È pomeriggio inoltrato. Faccio una puntatina all’Old Trafford: quasi a volermi discolpare di essere stata dai “cugini” e anche perché ho voglia di rivederlo, anche solo da fuori. Scatto di nuovo una miriade di foto. Mi fermo di fronte al “teatro dei sogni”: sognando i bei tempi andati, King Eric, Roy e il mio adorato Paul, e di tornarci di nuovo, prima o poi… Attraverso lentamente Sir Matt Busby Way e vado a prendere di nuovo il tram. Scendo ad Exchange Square e mi siedo a fumare sulla scalinata di fronte al pub Mitre: quella è probabilmente la mia parte preferita della città. Cammino in direzione Hard Rock Café.

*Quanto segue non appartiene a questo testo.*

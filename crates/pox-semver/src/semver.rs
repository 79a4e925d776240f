//! Semver facade providing high-level version operations

use crate::{Comparator, ParsedConstraints, VersionParser};
use crate::constraint::{Constraint, Operator};

/// Main facade for semantic versioning operations
pub struct Semver;

impl Semver {
    /// Check if a version satisfies a constraint
    pub fn satisfies(version: &str, constraints: &str) -> bool {
        let parser = VersionParser::new();

        // Normalize the version
        let normalized = match parser.normalize(version) {
            Ok(v) => v,
            Err(_) => return false,
        };

        // Parse the constraints
        let parsed_constraints = match parser.parse_constraints(constraints) {
            Ok(c) => c,
            Err(_) => return false,
        };

        // Create a provider constraint for the version
        let provider = match Constraint::new(Operator::Equal, normalized) {
            Ok(c) => c,
            Err(_) => return false,
        };

        // Check if the constraints match the provider
        parsed_constraints.matches(&provider)
    }

    /// Return all versions that satisfy the given constraints
    pub fn satisfied_by(versions: &[&str], constraints: &str) -> Vec<String> {
        let parser = VersionParser::new();
        let parsed_constraints = match parser.parse_constraints_cached(constraints) {
            Ok(c) => c,
            Err(_) => return Vec::new(),
        };

        versions
            .iter()
            .filter_map(|v| {
                let normalized = parser.normalize(v).ok()?;
                if parsed_constraints.matches_normalized(&normalized) {
                    Some(v.to_string())
                } else {
                    None
                }
            })
            .collect()
    }

    /// Parse constraints and return a reusable representation.
    pub fn parse_constraints(constraints: &str) -> Result<ParsedConstraints, crate::VersionParserError> {
        let parser = VersionParser::new();
        parser.parse_constraints_cached(constraints)
    }

    /// Check a version against pre-parsed constraints.
    pub fn satisfies_parsed(version: &str, constraints: &ParsedConstraints) -> bool {
        constraints.satisfies(version)
    }

    /// Sort versions in ascending order
    pub fn sort(versions: &[&str]) -> Vec<String> {
        Self::usort(versions, true)
    }

    /// Sort versions in descending order (reverse sort)
    pub fn rsort(versions: &[&str]) -> Vec<String> {
        Self::usort(versions, false)
    }

    fn usort(versions: &[&str], ascending: bool) -> Vec<String> {
        let parser = VersionParser::new();

        // Create normalized versions with their original index
        let mut normalized: Vec<(String, usize)> = versions
            .iter()
            .enumerate()
            .filter_map(|(i, v)| {
                let norm = parser.normalize(v).ok()?;
                let norm = parser.normalize_default_branch(&norm);
                Some((norm, i))
            })
            .collect();

        // Sort by normalized version
        normalized.sort_by(|(a, _), (b, _)| {
            let cmp = if Comparator::less_than(a, b) {
                std::cmp::Ordering::Less
            } else if Comparator::equal_to(a, b) {
                std::cmp::Ordering::Equal
            } else {
                std::cmp::Ordering::Greater
            };

            if ascending {
                cmp
            } else {
                cmp.reverse()
            }
        });

        // Return original versions in sorted order
        normalized
            .into_iter()
            .map(|(_, i)| versions[i].to_string())
            .collect()
    }
}

#[cfg(test)]
mod tests {
    use super::*;

    #[test]
    fn test_satisfies_positive() {
        // Full test suite from PHP satisfiesProviderPositive

        // Hyphen ranges
        assert!(Semver::satisfies("1.2.3", "1.0.0 - 2.0.0"));
        assert!(Semver::satisfies("1.2.3", "1.2.3+asdf - 2.4.3+asdf"));
        assert!(Semver::satisfies("2.4.3-alpha", "1.2.3+asdf - 2.4.3+asdf"));

        // Caret with build metadata
        assert!(Semver::satisfies("1.2.3", "^1.2.3+build"));
        assert!(Semver::satisfies("1.3.0", "^1.2.3+build"));

        // Prerelease with operators
        assert!(Semver::satisfies("1.3.0-beta", ">1.2"));
        assert!(Semver::satisfies("1.2.3-beta", "<=1.2.3"));
        assert!(Semver::satisfies("1.2.3-beta", "^1.2.3"));

        // Basic constraints
        assert!(Semver::satisfies("1.0.0", "1.0.0"));
        assert!(Semver::satisfies("1.2.3", "*"));
        assert!(Semver::satisfies("v1.2.3", "*"));

        // Greater than/less than
        assert!(Semver::satisfies("1.0.0", ">=1.0.0"));
        assert!(Semver::satisfies("1.0.1", ">=1.0.0"));
        assert!(Semver::satisfies("1.1.0", ">=1.0.0"));
        assert!(Semver::satisfies("1.0.1", ">1.0.0"));
        assert!(Semver::satisfies("1.1.0", ">1.0.0"));
        assert!(Semver::satisfies("2.0.0", "<=2.0.0"));
        assert!(Semver::satisfies("1.9999.9999", "<=2.0.0"));
        assert!(Semver::satisfies("0.2.9", "<=2.0.0"));
        assert!(Semver::satisfies("1.9999.9999", "<2.0.0"));
        assert!(Semver::satisfies("0.2.9", "<2.0.0"));

        // With spaces
        assert!(Semver::satisfies("1.0.0", ">= 1.0.0"));
        assert!(Semver::satisfies("1.0.1", ">=  1.0.0"));
        assert!(Semver::satisfies("1.1.0", ">=   1.0.0"));
        assert!(Semver::satisfies("1.0.1", "> 1.0.0"));
        assert!(Semver::satisfies("1.1.0", ">  1.0.0"));
        assert!(Semver::satisfies("2.0.0", "<=   2.0.0"));
        assert!(Semver::satisfies("1.9999.9999", "<= 2.0.0"));
        assert!(Semver::satisfies("0.2.9", "<=  2.0.0"));
        assert!(Semver::satisfies("1.9999.9999", "<    2.0.0"));

        // Version with v prefix
        assert!(Semver::satisfies("v0.1.97", ">=0.1.97"));
        assert!(Semver::satisfies("0.1.97", ">=0.1.97"));

        // Or constraints
        assert!(Semver::satisfies("1.2.4", "0.1.20 || 1.2.4"));
        assert!(Semver::satisfies("0.0.0", ">=0.2.3 || <0.0.1"));
        assert!(Semver::satisfies("0.2.3", ">=0.2.3 || <0.0.1"));
        assert!(Semver::satisfies("0.2.4", ">=0.2.3 || <0.0.1"));

        // Wildcard
        assert!(Semver::satisfies("2.1.3", "2.x.x"));
        assert!(Semver::satisfies("1.2.3", "1.2.x"));
        assert!(Semver::satisfies("2.1.3", "1.2.x || 2.x"));
        assert!(Semver::satisfies("1.2.3", "1.2.x || 2.x"));
        assert!(Semver::satisfies("1.2.3", "x"));
        assert!(Semver::satisfies("2.1.3", "2.*.*"));
        assert!(Semver::satisfies("1.2.3", "1.2.*"));
        assert!(Semver::satisfies("2.1.3", "1.2.* || 2.*"));
        assert!(Semver::satisfies("1.2.3", "1.2.* || 2.*"));
        assert!(Semver::satisfies("1.2.3", "*"));

        // Tilde
        assert!(Semver::satisfies("2.9.0", "~2.4"));
        assert!(Semver::satisfies("2.4.5", "~2.4"));
        assert!(Semver::satisfies("1.2.3", "~1"));
        assert!(Semver::satisfies("1.4.7", "~1.0"));

        // Simple version checks
        assert!(Semver::satisfies("1.0.0", ">=1"));
        assert!(Semver::satisfies("1.0.0", ">= 1"));
        assert!(Semver::satisfies("1.2.8", ">1.2"));
        assert!(Semver::satisfies("1.1.1", "<1.2"));
        assert!(Semver::satisfies("1.1.1", "< 1.2"));

        // Combined constraints
        assert!(Semver::satisfies("1.2.3", "~1.2.1 >=1.2.3"));
        assert!(Semver::satisfies("1.2.3", "~1.2.1 =1.2.3"));
        assert!(Semver::satisfies("1.2.3", "~1.2.1 1.2.3"));
        assert!(Semver::satisfies("1.2.3", "~1.2.1 >=1.2.3 1.2.3"));
        assert!(Semver::satisfies("1.2.3", "~1.2.1 1.2.3 >=1.2.3"));
        assert!(Semver::satisfies("1.2.3", "~1.2.1 1.2.3"));
        assert!(Semver::satisfies("1.2.3", ">=1.2.1 1.2.3"));
        assert!(Semver::satisfies("1.2.3", "1.2.3 >=1.2.1"));
        assert!(Semver::satisfies("1.2.3", ">=1.2.3 >=1.2.1"));
        assert!(Semver::satisfies("1.2.3", ">=1.2.1 >=1.2.3"));
        assert!(Semver::satisfies("1.2.8", ">=1.2"));

        // Caret
        assert!(Semver::satisfies("1.8.1", "^1.2.3"));
        assert!(Semver::satisfies("0.1.2", "^0.1.2"));
        assert!(Semver::satisfies("0.1.2", "^0.1"));
        assert!(Semver::satisfies("1.4.2", "^1.2"));
        assert!(Semver::satisfies("1.4.2", "^1.2 ^1"));
        assert!(Semver::satisfies("0.0.1-beta", "^0.0.1-alpha"));
    }

    #[test]
    fn test_satisfies_negative() {
        // Full test suite from PHP satisfiesProviderNegative

        // Hyphen ranges
        assert!(!Semver::satisfies("2.2.3", "1.0.0 - 2.0.0"));

        // Caret with build metadata
        assert!(!Semver::satisfies("2.0.0", "^1.2.3+build"));
        assert!(!Semver::satisfies("1.2.0", "^1.2.3+build"));

        // Beta version against exact
        assert!(!Semver::satisfies("1.0.0beta", "1"));
        assert!(!Semver::satisfies("1.0.0beta", "<1"));
        assert!(!Semver::satisfies("1.0.0beta", "< 1"));

        // Exact version mismatch
        assert!(!Semver::satisfies("1.0.1", "1.0.0"));

        // Greater than/less than failures
        assert!(!Semver::satisfies("0.0.0", ">=1.0.0"));
        assert!(!Semver::satisfies("0.0.1", ">=1.0.0"));
        assert!(!Semver::satisfies("0.1.0", ">=1.0.0"));
        assert!(!Semver::satisfies("0.0.1", ">1.0.0"));
        assert!(!Semver::satisfies("0.1.0", ">1.0.0"));
        assert!(!Semver::satisfies("3.0.0", "<=2.0.0"));
        assert!(!Semver::satisfies("2.9999.9999", "<=2.0.0"));
        assert!(!Semver::satisfies("2.2.9", "<=2.0.0"));
        assert!(!Semver::satisfies("2.9999.9999", "<2.0.0"));
        assert!(!Semver::satisfies("2.2.9", "<2.0.0"));

        // Version with v prefix
        assert!(!Semver::satisfies("v0.1.93", ">=0.1.97"));
        assert!(!Semver::satisfies("0.1.93", ">=0.1.97"));

        // Or constraints
        assert!(!Semver::satisfies("1.2.3", "0.1.20 || 1.2.4"));
        assert!(!Semver::satisfies("0.0.3", ">=0.2.3 || <0.0.1"));
        assert!(!Semver::satisfies("0.2.2", ">=0.2.3 || <0.0.1"));

        // Wildcard
        assert!(!Semver::satisfies("1.1.3", "2.x.x"));
        assert!(!Semver::satisfies("3.1.3", "2.x.x"));
        assert!(!Semver::satisfies("1.3.3", "1.2.x"));
        assert!(!Semver::satisfies("3.1.3", "1.2.x || 2.x"));
        assert!(!Semver::satisfies("1.1.3", "1.2.x || 2.x"));
        assert!(!Semver::satisfies("1.1.3", "2.*.*"));
        assert!(!Semver::satisfies("3.1.3", "2.*.*"));
        assert!(!Semver::satisfies("1.3.3", "1.2.*"));
        assert!(!Semver::satisfies("3.1.3", "1.2.* || 2.*"));
        assert!(!Semver::satisfies("1.1.3", "1.2.* || 2.*"));

        // Exact major/minor mismatch
        assert!(!Semver::satisfies("1.1.2", "2"));
        assert!(!Semver::satisfies("2.4.1", "2.3"));

        // Tilde
        assert!(!Semver::satisfies("3.0.0", "~2.4"));
        assert!(!Semver::satisfies("2.3.9", "~2.4"));
        assert!(!Semver::satisfies("0.2.3", "~1"));

        // Less than
        assert!(!Semver::satisfies("1.0.0", "<1"));
        assert!(!Semver::satisfies("1.1.1", ">=1.2"));

        // Beta versions
        assert!(!Semver::satisfies("2.0.0beta", "1"));
        assert!(!Semver::satisfies("0.5.4-alpha", "~v0.5.4-beta"));

        // Prerelease with operators
        assert!(!Semver::satisfies("1.2.3-beta", "<1.2.3"));
        assert!(!Semver::satisfies("2.0.0-alpha", "^1.2.3"));

        // Caret
        assert!(!Semver::satisfies("1.2.2", "^1.2.3"));
        assert!(!Semver::satisfies("1.1.9", "^1.2"));
    }

    #[test]
    fn test_satisfied_by() {
        let versions = vec!["1.0", "1.2", "1.9999.9999", "2.0", "2.1", "0.9999.9999"];
        let result = Semver::satisfied_by(&versions, "~1.0");
        assert_eq!(result, vec!["1.0", "1.2", "1.9999.9999"]);

        // Complex constraint parsing with AND
        let versions2 = vec!["1.0", "1.1", "2.9999.9999", "3.0", "3.1", "3.9999.9999", "4.0", "4.1"];
        let result2 = Semver::satisfied_by(&versions2, ">1.0 <3.0 || >=4.0");
        assert_eq!(result2, vec!["1.1", "2.9999.9999", "4.0", "4.1"]);

        let versions3 = vec!["0.1.1", "0.1.9999", "0.2.0", "0.2.1", "0.3.0"];
        let result3 = Semver::satisfied_by(&versions3, "^0.2.0");
        assert_eq!(result3, vec!["0.2.0", "0.2.1"]);
    }

    #[test]
    fn test_sort() {
        let versions = vec!["1.0", "0.1", "0.1", "3.2.1", "2.4.0-alpha", "2.4.0"];
        let sorted = Semver::sort(&versions);
        assert_eq!(sorted, vec!["0.1", "0.1", "1.0", "2.4.0-alpha", "2.4.0", "3.2.1"]);

        let versions2 = vec!["dev-foo", "dev-master", "1.0", "50.2"];
        let sorted2 = Semver::sort(&versions2);
        assert_eq!(sorted2, vec!["dev-foo", "1.0", "50.2", "dev-master"]);
    }

    #[test]
    fn test_rsort() {
        let versions = vec!["1.0", "0.1", "0.1", "3.2.1", "2.4.0-alpha", "2.4.0"];
        let rsorted = Semver::rsort(&versions);
        assert_eq!(rsorted, vec!["3.2.1", "2.4.0", "2.4.0-alpha", "1.0", "0.1", "0.1"]);

        let versions2 = vec!["dev-foo", "dev-master", "1.0", "50.2"];
        let rsorted2 = Semver::rsort(&versions2);
        assert_eq!(rsorted2, vec!["dev-master", "50.2", "1.0", "dev-foo"]);
    }

    #[test]
    fn test_parsed_constraints_reuse() {
        let parsed = Semver::parse_constraints("^1.2").unwrap();
        assert!(Semver::satisfies_parsed("1.2.3", &parsed));
        assert!(Semver::satisfies_parsed("1.9.0", &parsed));
        assert!(!Semver::satisfies_parsed("2.0.0", &parsed));
    }
}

I pensieri si mescolano nella testa… di nuovo: corrono alla persona cui pensavo quando c’ero stata la prima volta… sto rivedendo quei posti, di quel viaggio precedente in cui, in un certo senso, era presente: ed ora è come se, girandomi, non lo vedessi più… Le cose sono tornate al loro giusto posto. Anzi: ora sono meglio di prima. Come un’immagine sfocata, che riprende nuovi contorni e colori. Rivedo la città che amo e lo faccio con occhi diversi: non solo della sognatrice che realizza quello che ha sempre desiderato (due anni prima), ma anche con quelli di una donna che fa di tutto per continuare a sognare e a vivere le sue passioni. Se il Galles di 4 mesi prima era stato il viaggio della definitiva rinascita: questo è il viaggio della consapevolezza. Non mi fermo più. Anzi: domani salgo sul treno per Newcastle. E se all’Hard Rock Café campeggia una strofa di “Wonderwall”: nella mia testa risuona “Champagne Supernova”… cammino lenta giù per la strada, ma più veloce di una palla di cannone… Al prossimo viaggio, anzi, sogno!